Keberadaan gambir dan lada juga diperkuat oleh naskah Melayu Perhimpunan
Plakat, anotasi Hasan Junus. Berikut kutipannya.
Yang pergi ke Pulau Cembul dan ke Pulau Bulang akan
Membuka lada dan gambir dan lada hitam di dalam
Tanah itu maka jangan siapa-siapa membuat haru
Telah adalah cap kita dan tandatangan kita di atas ini.
Termaktub di dalam Riau 7 Rabi’ul Awal
hari Ahad tahun 1277
Sedangkan rempah cengkeh di Kepulauan Riau termuat dalam naskah Surat-surat
Dari Pengelola Ahmadi Syarkah Ahmadi, Surat Menyurat Pengurus Ahmadi (1906-1950)
dan Kumpulan surat Mahkamah Kerajaan Riau.
Rempah pada dasarnya adalah bahan aromatik yang berasal dari bagian tanaman
seperti bunga, buah, kulit, batang dan biji yang digunakan untuk memasak.

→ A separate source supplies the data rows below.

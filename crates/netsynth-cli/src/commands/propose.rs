//! Propose command - synthesize policies from a flow collection

use std::path::PathBuf;

use clap::Args;
use netsynth_common::validate_namespace;
use netsynth_synth::{write_policies, PolicySynthesizer, Synthesis};
use tracing::warn;

use crate::config::NetsynthConfig;
use crate::{Error, Result};

#[derive(Args, Debug)]
pub struct ProposeArgs {
    /// Flow collection to learn from (default: configured flows file)
    #[arg(short, long)]
    pub input: Option<PathBuf>,

    /// Where to write policy YAML (default: configured policy file)
    #[arg(short, long)]
    pub output: Option<PathBuf>,

    /// Only synthesize policies for destinations in this namespace
    #[arg(short, long)]
    pub namespace: Option<String>,
}

pub fn run(args: ProposeArgs, config: &NetsynthConfig) -> Result<()> {
    let input = args.input.unwrap_or_else(|| config.flows_file());
    let output = args.output.unwrap_or_else(|| config.policy_file());
    let namespace = args
        .namespace
        .or_else(|| config.namespace().map(str::to_string))
        .filter(|ns| !ns.is_empty());
    if let Some(ns) = &namespace {
        validate_namespace(ns)?;
    }

    let records = netsynth_hubble::read_flow_records(&input)?;
    let synthesis = synthesize(&records, namespace.as_deref())?;

    if synthesis.is_empty() {
        warn!(
            flows = synthesis.stats.flows,
            skipped = synthesis.stats.flows_without_destination,
            "no synthesizable flows"
        );
        return Err(Error::command_failed(format!(
            "no policies could be synthesized from {} flows in {}",
            synthesis.stats.flows,
            input.display()
        )));
    }

    write_policies(&synthesis.policies, &output)?;

    println!(
        "Synthesized {} policies from {} flows",
        synthesis.stats.policies, synthesis.stats.flows
    );
    for policy in &synthesis.policies {
        println!(
            "  {}/{} ({} rules)",
            policy.namespace,
            policy.name,
            policy.rules.len()
        );
    }
    println!("Policies saved to {}", output.display());
    Ok(())
}

fn synthesize(
    records: &[netsynth_common::FlowRecord],
    namespace: Option<&str>,
) -> Result<Synthesis> {
    let synthesizer = match namespace {
        Some(ns) => PolicySynthesizer::new().with_namespace(ns),
        None => PolicySynthesizer::new(),
    };
    Ok(synthesizer.synthesize(records)?)
}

Menurut
asalnya rempah dikelompokan menjadi 4 (empat) yaitu rempah berasal dari batang,
rempah berasal dari bunga, rempah bersal dari biji-bijian dan rempah berasal dari buah.
Sementara itu, salah satu wilayah kerajaan Riau-Lingga yaitu Daik-Linggapada
masa pemerintahan Sultan Sulaiman Badrul Alamsyah II (1857-1883) merupakan daerah
penghasil sagu bagi kerajaan Riau-Lingga. Pada masa tersebut Sultan Sulaiman Badrul
Alamsyah II memfokuskan kehidupan ekonominya pada bidang pertanian. Beliau
mengatakan tanaman sagu sebagai bahan makanan pokok di samping beras. Tanaman
sagu di pilih karena sagu merupakan jenis tanaman yang tahan terhadap jenis hama. Di
samping itu, tanaman tersebut tidak memerlukan perhatian yang khusus dalam
penanamannya.
Sedang kopra dan telur penyu berasal dari gugusan Pulau Tujuah yang meliputi
gugusan Anambas, Natuna dan Serasan. Tembakau dari gugusan Pulau Serasan. Jadi,
sebagai daerah hinterland bagi aktivitas perdagangan yang dipusatkan di Sungai Daik
tersebut pada masa ini adalah Daik-Lingga itu sendiri, dan gugusan Pulau Tujuh (A. W.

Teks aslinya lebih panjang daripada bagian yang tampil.